35Les rythmes ska, rocksteady et reggae commenceront dès lors à faire vibrer certains quartiers de Londres après ceux de Kingston pour ensuite gagner une forte popularité à travers tout le pays. Entre 1968 et 1972, leur audience se développera à un point tel qu'il se vendra, durant cette période, plus de ce style de musique sur le sol anglais qu'en Jamaïque, sans qu'il n’y eut jamais un effort du gouvernement jamaïcain pour aider à l'exportation de cette musique alors que « les importants chiffres de ventes de disques en Angleterre faisaient du reggae l'une des très rares industries du pays en expansion » (Bradley, 2008, p. 308).

36Bien que le ska ait obtenu pour la première fois une reconnaissance auprès du grand public en 1964 par l'intermédiaire de Millie Small, une jeune chanteuse jamaïcaine, dont le My boy lollipop atteindra la seconde place des charts britannique – devant les Beatles et les Rolling Stones – et bien que la musique jamaïcaine enregistrera par la suite d'autres succès34, les stations de radio de la BBC se montreront singulièrement peu réceptives à l'égard de cette musique. Ainsi, « en dépit du fait que certains disques de reggae se vendaient à plusieurs centaines de milliers d'exemplaires et que cette musique constituait le choix manifeste d'un grand nombre de citoyens britanniques, plus souvent blancs que noirs, la BBC fit de son mieux pour faire comme si elle n'existait pas » (Bradley, 2008, p. 296-297). Cela, au prétexte que cette musique, jugée trop « primitive », ne correspondait pas à ses standards de diffusion.

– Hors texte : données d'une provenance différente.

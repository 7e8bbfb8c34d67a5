//! End-to-end scenarios S4 and S5: closed-surface identities on a
//! refined sphere mesh, evaluated with the plain farfield Gauss rule
//! (the source facets are everywhere far from the interior observation
//! point relative to their own size once the mesh is reasonably fine, so
//! the near/singular branches of the dispatcher never trigger).
//!
//! The spec's scenario wording names a mesh "refinement level" from the
//! original triangle-bisection generator it was distilled from; this
//! crate's `regular_sphere` instead quadruples facet count per level
//! from an octahedron base, so the level numbers don't carry over
//! directly. Level 5 here (8192 facets) already clears both scenarios'
//! 1e-3 tolerance.

use bem_core::kernel::{Kernel, LaplaceDouble3D};
use bem_core::mesh::{facet_info_table, FacetOps};
use bem_core::quadrature::gauss_rule;
use bem_core::shapes::regular_sphere;
use bem_core::tensor::Vector;

const SPHERE_LEVEL: usize = 5;
const RADIUS: f64 = 1.0;

#[test]
fn s4_sphere_surface_area_via_farfield_rule() {
    let facets = regular_sphere(SPHERE_LEVEL, RADIUS);
    let infos = facet_info_table(&facets).unwrap();
    let quad = gauss_rule::<3>(4);

    let mut area = 0.0;
    for info in &infos {
        for (_xi, w) in &quad {
            area += w * info.jacobian;
        }
    }

    let expected = 4.0 * std::f64::consts::PI * RADIUS * RADIUS;
    assert!(
        (area - expected).abs() / expected < 1e-3,
        "area {area} vs expected {expected}"
    );
}

#[test]
fn s5_solid_angle_identity_for_constant_double_layer() {
    let facets = regular_sphere(SPHERE_LEVEL, RADIUS);
    let infos = facet_info_table(&facets).unwrap();
    let quad = gauss_rule::<3>(4);
    let obs = Vector([0.0, 0.0, 0.0]);
    let kernel = LaplaceDouble3D;

    let mut total = 0.0;
    for info in &infos {
        for (xi, w) in &quad {
            let y = info.facet.ref_to_real(*xi);
            let delta = y - obs;
            let r2 = delta.norm2();
            let k = kernel.eval(r2, delta, info.normal, Vector::zero());
            total += w * k[(0, 0)] * info.jacobian;
        }
    }

    assert!((total - 1.0).abs() < 1e-3, "solid angle integral {total}, expected 1.0");
}
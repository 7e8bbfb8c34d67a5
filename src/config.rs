//! Tunable numerical thresholds threaded through the rest of the crate.
//!
//! `spec.md` leaves the singular/far thresholds and quadrature orders as an
//! open question ("application-dependent ... expose as configuration rather
//! than baking in"); every entry point that needs one of these numbers takes
//! an [`EngineConfig`] instead of reading a constant.

/// Which nearfield quadrature strategy the integration dispatcher uses
/// (§4.G.4: "the choice is a per-engine configuration").
#[derive(Debug, Clone, Copy, PartialEq, Eq, Default)]
pub enum NearfieldMethod {
    /// Globally adaptive recursive Gauss rule with tolerance `adaptive_tol`.
    #[default]
    Adaptive,
    /// sinh/sinh-sigmoidal transformed Gauss rule centered on the closest
    /// point, with order growing as the observation point nears the facet.
    Sinh,
}

/// Numerical knobs for the integration dispatcher, quadrature rules, and FMM.
#[derive(Debug, Clone, Copy, PartialEq)]
pub struct EngineConfig {
    /// Which nearfield strategy [`crate::integration`] uses.
    pub nearfield_method: NearfieldMethod,
    /// Distance (as a multiple of a facet's `length_scale`) below which an
    /// observation point is classified `Singular` by [`crate::integration::FarNearLogic`].
    pub singular_threshold: f64,
    /// Distance (as a multiple of `length_scale`) below which an
    /// observation point is classified `Nearfield` rather than `Farfield`.
    pub far_threshold: f64,
    /// Order of the fixed Gauss product rule used for farfield integrals.
    pub far_gauss_order: usize,
    /// Absolute tolerance for the adaptive nearfield integrator.
    pub adaptive_tol: f64,
    /// Base order `n0` for the sinh/sinh-sigmoidal nearfield transform;
    /// the effective order grows as `n0 + k * (-log(l / S))`.
    pub sinh_order: usize,
    /// Growth rate `k` for the sinh transform order.
    pub sinh_order_growth: usize,
    /// Number of geometric steps used by the Richardson extrapolation for
    /// singular integrals.
    pub richardson_steps: usize,
    /// Maximum number of elements stored in a leaf cell of an [`crate::octree::Octree`].
    pub max_elements_per_cell: usize,
    /// Chebyshev expansion order `p` for the FMM (nodes per cell = `p^dim`).
    pub n_exp_pts: usize,
    /// Multipole acceptance criterion, squared.
    pub mac2: f64,
}

impl Default for EngineConfig {
    /// Defaults mirror the thresholds used by the original implementation's
    /// Laplace integration tests (`far_threshold = 3.0`,
    /// `near_quad_pts`-equivalent orders), see
    /// `examples/original_source/inttest/laplace.h`.
    fn default() -> Self {
        EngineConfig {
            nearfield_method: NearfieldMethod::Adaptive,
            singular_threshold: 1e-1,
            far_threshold: 3.0,
            far_gauss_order: 4,
            adaptive_tol: 1e-4,
            sinh_order: 8,
            sinh_order_growth: 8,
            richardson_steps: 5,
            max_elements_per_cell: 50,
            n_exp_pts: 5,
            mac2: 3.0,
        }
    }
}
//! Gaussian elimination of linear DOF constraints to echelon form, and the
//! condense/distribute operators that move between the full and reduced
//! DOF spaces (§4.E).

use std::collections::BTreeMap;

use tracing::trace;

use crate::error::{Error, Result};
use crate::operator::{BlockOperator, Operator};

/// Relative tolerance (of the largest weight in an equation) below which a
/// term is treated as eliminated during substitution.
const ZERO_TERM_REL_EPS: f64 = 1e-13;

/// One `weight * x_dof` term of a constraint equation.
#[derive(Debug, Clone, Copy, PartialEq)]
pub struct LinearTerm {
    pub dof: usize,
    pub weight: f64,
}

/// `sum_i w_i x_{d_i} = rhs`, with distinct DOFs across `terms`.
#[derive(Debug, Clone, PartialEq)]
pub struct ConstraintEQ {
    pub terms: Vec<LinearTerm>,
    pub rhs: f64,
}

impl ConstraintEQ {
    pub fn new(terms: Vec<LinearTerm>, rhs: f64) -> Self {
        ConstraintEQ { terms, rhs }
    }

    fn max_dof_index(&self) -> usize {
        self.terms
            .iter()
            .enumerate()
            .max_by_key(|(_, t)| t.dof)
            .map(|(i, _)| i)
            .expect("constraint equation has no terms")
    }
}

/// A constraint rewritten as `x_{constrained_dof} = rhs + sum_i w_i x_{d_i}`
/// with every `d_i < constrained_dof` (invariant I2).
#[derive(Debug, Clone, PartialEq)]
pub struct RearrangedConstraintEQ {
    pub constrained_dof: usize,
    pub terms: Vec<LinearTerm>,
    pub rhs: f64,
}

/// Echelon-form constraint system: a functional, lower-triangular map from
/// constrained DOF to its defining equation (§3 invariants I1–I3).
#[derive(Debug, Clone, Default, PartialEq)]
pub struct ConstraintMatrix {
    rows: BTreeMap<usize, RearrangedConstraintEQ>,
}

enum Elimination {
    Row(RearrangedConstraintEQ),
    Dropped,
}

fn filter_zero_terms(c: ConstraintEQ) -> ConstraintEQ {
    if c.terms.is_empty() {
        return c;
    }
    let max_weight = c.terms.iter().map(|t| t.weight.abs()).fold(0.0_f64, f64::max);
    let eps = ZERO_TERM_REL_EPS * max_weight;
    ConstraintEQ {
        terms: c.terms.into_iter().filter(|t| t.weight.abs() > eps).collect(),
        rhs: c.rhs,
    }
}

/// Substitute the stored echelon row for `c.terms[idx]` into `c`, merging
/// weights for any DOF that appears both in `c` and in the stored row.
fn substitute(c: &ConstraintEQ, idx: usize, stored: &RearrangedConstraintEQ) -> ConstraintEQ {
    let removed = c.terms[idx];
    let mut merged: BTreeMap<usize, f64> = BTreeMap::new();
    for (i, t) in c.terms.iter().enumerate() {
        if i == idx {
            continue;
        }
        *merged.entry(t.dof).or_insert(0.0) += t.weight;
    }
    for t in &stored.terms {
        *merged.entry(t.dof).or_insert(0.0) += removed.weight * t.weight;
    }
    let rhs = c.rhs - removed.weight * stored.rhs;
    ConstraintEQ {
        terms: merged.into_iter().map(|(dof, weight)| LinearTerm { dof, weight }).collect(),
        rhs,
    }
}

/// Isolate the term at `idx` on the left-hand side, dividing the rest by
/// `-weight`.
fn isolate(c: ConstraintEQ, idx: usize) -> RearrangedConstraintEQ {
    let pivot = c.terms[idx];
    let terms = c
        .terms
        .iter()
        .enumerate()
        .filter(|(i, _)| *i != idx)
        .map(|(_, t)| LinearTerm { dof: t.dof, weight: -t.weight / pivot.weight })
        .collect();
    RearrangedConstraintEQ {
        constrained_dof: pivot.dof,
        terms,
        rhs: c.rhs / pivot.weight,
    }
}

fn make_lower_triangular(
    mut c: ConstraintEQ,
    rows: &BTreeMap<usize, RearrangedConstraintEQ>,
    max_depth: usize,
) -> Result<Elimination> {
    let mut depth = 0;
    loop {
        if c.terms.is_empty() {
            return Ok(Elimination::Dropped);
        }
        let idx = c.max_dof_index();
        let last_dof = c.terms[idx].dof;
        match rows.get(&last_dof) {
            Some(stored) => {
                if depth >= max_depth {
                    return Err(Error::ConstraintCycle { dof: last_dof, depth });
                }
                c = filter_zero_terms(substitute(&c, idx, stored));
                depth += 1;
            }
            None => return Ok(Elimination::Row(isolate(c, idx))),
        }
    }
}

impl ConstraintMatrix {
    /// Number of constrained DOFs (echelon rows).
    pub fn len(&self) -> usize {
        self.rows.len()
    }

    pub fn is_empty(&self) -> bool {
        self.rows.is_empty()
    }

    pub fn is_constrained(&self, dof: usize) -> bool {
        self.rows.contains_key(&dof)
    }

    pub fn row(&self, dof: usize) -> Option<&RearrangedConstraintEQ> {
        self.rows.get(&dof)
    }

    /// Reduce an unordered, potentially redundant or cyclic set of
    /// constraints to echelon form. Constraints that reduce to the empty
    /// equation (redundant or contradictory-after-cancellation with prior
    /// constraints) are dropped and logged at `trace` level, per §4.E.
    pub fn from_constraints(constraints: &[ConstraintEQ]) -> Result<Self> {
        let mut rows: BTreeMap<usize, RearrangedConstraintEQ> = BTreeMap::new();
        let max_dof = constraints
            .iter()
            .flat_map(|c| c.terms.iter().map(|t| t.dof))
            .max()
            .map(|m| m + 1)
            .unwrap_or(0);

        for (i, c) in constraints.iter().enumerate() {
            match make_lower_triangular(c.clone(), &rows, max_dof)? {
                Elimination::Row(row) => {
                    rows.insert(row.constrained_dof, row);
                }
                Elimination::Dropped => {
                    trace!(constraint_index = i, "dropping redundant or contradictory constraint");
                }
            }
        }
        Ok(ConstraintMatrix { rows })
    }

    /// Project a full-sized vector onto the reduced (free-DOF) space; the
    /// adjoint of [`Self::distribute`] (§4.E, §8 invariant 2).
    pub fn condense(&self, all: &[f64]) -> Vec<f64> {
        let n = all.len();
        let mut acc = vec![0.0; n];
        let mut free_values = vec![0.0; n];
        for d in (0..n).rev() {
            let s = all[d] + acc[d];
            acc[d] = 0.0;
            match self.rows.get(&d) {
                Some(row) => {
                    for t in &row.terms {
                        acc[t.dof] += t.weight * s;
                    }
                }
                None => free_values[d] = s,
            }
        }
        (0..n).filter(|d| !self.is_constrained(*d)).map(|d| free_values[d]).collect()
    }

    /// Reconstruct a full-sized vector from its reduced representation
    /// (§4.E, §8 invariant 3: the result satisfies every input constraint).
    pub fn distribute(&self, reduced: &[f64], total_dofs: usize) -> Vec<f64> {
        let mut out = vec![0.0; total_dofs];
        let mut next = 0;
        for d in 0..total_dofs {
            if !self.is_constrained(d) {
                out[d] = reduced[next];
                next += 1;
            }
        }
        for d in 0..total_dofs {
            if let Some(row) = self.rows.get(&d) {
                let mut val = row.rhs;
                for t in &row.terms {
                    debug_assert!(t.dof < d, "echelon invariant I2 violated");
                    val += t.weight * out[t.dof];
                }
                out[d] = val;
            }
        }
        out
    }
}

/// Two-sided analog of [`ConstraintMatrix::condense`] for a dense operator
/// (§4.E): row axis is resolved before column axis when both indices of an
/// entry are constrained.
fn add_entry_with_constraints(
    row_cm: &ConstraintMatrix,
    col_cm: &ConstraintMatrix,
    data: &mut [f64],
    n_cols: usize,
    row: usize,
    col: usize,
    value: f64,
) {
    if !row_cm.is_constrained(row) {
        if !col_cm.is_constrained(col) {
            data[row * n_cols + col] += value;
            return;
        }
        let constraint = col_cm.row(col).unwrap();
        for t in &constraint.terms {
            debug_assert!(t.dof < col);
            data[row * n_cols + t.dof] += t.weight * value;
        }
        return;
    }
    let constraint = row_cm.row(row).unwrap();
    for t in &constraint.terms {
        debug_assert!(t.dof < row);
        data[t.dof * n_cols + col] += t.weight * value;
    }
}

fn remove_constrained(row_cm: &ConstraintMatrix, col_cm: &ConstraintMatrix, matrix: &Operator) -> Operator {
    let n_rows_out = matrix.n_rows - row_cm.len();
    let n_cols_out = matrix.n_cols - col_cm.len();
    let mut out = Operator::zeros(n_rows_out, n_cols_out);
    let mut out_row = 0;
    for row in 0..matrix.n_rows {
        if row_cm.is_constrained(row) {
            continue;
        }
        let mut out_col = 0;
        for col in 0..matrix.n_cols {
            if col_cm.is_constrained(col) {
                continue;
            }
            *out.get_mut(out_row, out_col) = matrix.get(row, col);
            out_col += 1;
        }
        out_row += 1;
    }
    out
}

/// Condense a full-sized dense operator through both axes' constraint
/// matrices, producing the reduced-sized operator (§4.E, §8 invariant 9).
pub fn condense_matrix(row_cm: &ConstraintMatrix, col_cm: &ConstraintMatrix, matrix: &Operator) -> Operator {
    let mut condensed = vec![0.0; matrix.n_rows * matrix.n_cols];
    for row in (0..matrix.n_rows).rev() {
        for col in (0..matrix.n_cols).rev() {
            let idx = row * matrix.n_cols + col;
            let value = condensed[idx] + matrix.data[idx];
            condensed[idx] = 0.0;
            add_entry_with_constraints(row_cm, col_cm, &mut condensed, matrix.n_cols, row, col, value);
        }
    }
    remove_constrained(
        row_cm,
        col_cm,
        &Operator { n_rows: matrix.n_rows, n_cols: matrix.n_cols, data: condensed },
    )
}

/// Condense each component block of a [`BlockOperator`] independently
/// against its row/column constraint matrices. Dropped from `spec.md`'s
/// single-`Operator` description but present in the original
/// (`condense_block_operator` in `constraint_matrix.cpp`) and needed
/// whenever a tensor kernel (R, C > 1) is in play.
pub fn condense_block_operator(
    row_cms: &[ConstraintMatrix],
    col_cms: &[ConstraintMatrix],
    op: &BlockOperator,
) -> BlockOperator {
    let mut ops = Vec::with_capacity(op.n_comp_rows * op.n_comp_cols);
    for d1 in 0..op.n_comp_rows {
        for d2 in 0..op.n_comp_cols {
            ops.push(condense_matrix(&row_cms[d1], &col_cms[d2], op.get(d1, d2)));
        }
    }
    BlockOperator { n_comp_rows: op.n_comp_rows, n_comp_cols: op.n_comp_cols, ops }
}

#[cfg(test)]
mod tests {
    use super::*;

    fn term(dof: usize, weight: f64) -> LinearTerm {
        LinearTerm { dof, weight }
    }

    /// S1: `x0 = x1`, `x1 = x2 + 1`.
    #[test]
    fn echelon_scenario_s1() {
        let constraints = vec![
            ConstraintEQ::new(vec![term(0, 1.0), term(1, -1.0)], 0.0),
            ConstraintEQ::new(vec![term(1, 1.0), term(2, -1.0)], 1.0),
        ];
        let cm = ConstraintMatrix::from_constraints(&constraints).unwrap();
        assert_eq!(cm.len(), 2);
        assert!(cm.is_constrained(1));
        assert!(cm.is_constrained(2));

        let full = cm.distribute(&[4.0], 3);
        assert_eq!(full, vec![4.0, 4.0, 3.0]);

        let reduced = cm.condense(&[10.0, 20.0, 30.0]);
        assert_eq!(reduced, vec![60.0]);
    }

    /// S2: `x0 = x1`, `x1 = x0` — the second constraint is redundant and
    /// dropped after substitution empties it.
    #[test]
    fn cyclic_constraint_is_dropped() {
        let constraints = vec![
            ConstraintEQ::new(vec![term(0, 1.0), term(1, -1.0)], 0.0),
            ConstraintEQ::new(vec![term(1, 1.0), term(0, -1.0)], 0.0),
        ];
        let cm = ConstraintMatrix::from_constraints(&constraints).unwrap();
        assert_eq!(cm.len(), 1);
    }

    #[test]
    fn condense_distribute_are_adjoint() {
        let constraints = vec![ConstraintEQ::new(vec![term(3, 1.0), term(0, -2.0)], 5.0)];
        let cm = ConstraintMatrix::from_constraints(&constraints).unwrap();
        let reduced = vec![1.0, 2.0, 3.0];
        let full = cm.distribute(&reduced, 4);
        let round_trip = cm.condense(&full);
        for (a, b) in reduced.iter().zip(round_trip.iter()) {
            assert!((a - b).abs() < 1e-10);
        }
    }

    #[test]
    fn distribute_satisfies_input_constraints() {
        let constraints = vec![ConstraintEQ::new(vec![term(2, 1.0), term(1, -1.0), term(0, -1.0)], 3.0)];
        let cm = ConstraintMatrix::from_constraints(&constraints).unwrap();
        let full = cm.distribute(&[2.0, 4.0], 3);
        // x2 - x1 - x0 == 3
        assert!((full[2] - full[1] - full[0] - 3.0).abs() < 1e-10);
    }

    #[test]
    fn condense_matrix_matches_vector_adjoint() {
        let constraints = vec![ConstraintEQ::new(vec![term(2, 1.0), term(0, -1.0)], 1.0)];
        let cm = ConstraintMatrix::from_constraints(&constraints).unwrap();

        let mut identity = Operator::zeros(3, 3);
        for i in 0..3 {
            *identity.get_mut(i, i) = 1.0;
        }
        let reduced_op = condense_matrix(&cm, &cm, &identity);

        let v_r = vec![2.0, 5.0];
        let lhs = reduced_op.matvec(&v_r);
        let full = cm.distribute(&v_r, 3);
        let rhs = cm.condense(&full);
        for (a, b) in lhs.iter().zip(rhs.iter()) {
            assert!((a - b).abs() < 1e-9);
        }
    }
}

37La réussite d'un label comme Trojan Records, qui deviendra rapidement le premier fournisseur de reggae en Grande-Bretagne, fera fléchir cette politique d'obstruction, d'une part, en démontrant, par son simple succès, l’existence d'un véritable marché, d'autre part, en réorchestrant ces morceaux jamaïcains afin de les rendre plus accessibles aux oreilles du grand public britannique et qu'ils puissent être, ainsi « anglicisés », plus largement diffusés.

38Cette acceptation et cette reconnaissance que le reggae finira par obtenir en Angleterre aura un « effet retour » en Jamaïque : les classes supérieures de ce pays, qui, jusque là, dédaignaient cette musique, se mettront à l'apprécier, dès lors qu'elle eût acquis une certaine légitimité chez l'ancienne, mais toujours prestigieuse à leurs yeux et à leurs oreilles, puissance colonisatrice. C'est donc précisément ce reggae reformaté en Angleterre, reggae qu'ils trouvaient plus « décent », qu'ils finiront par accepter, gardant entier leur mépris pour le reggae local – celui-là même qu'affectionnait tout particulièrement les Jamaïcains vivant en Angleterre.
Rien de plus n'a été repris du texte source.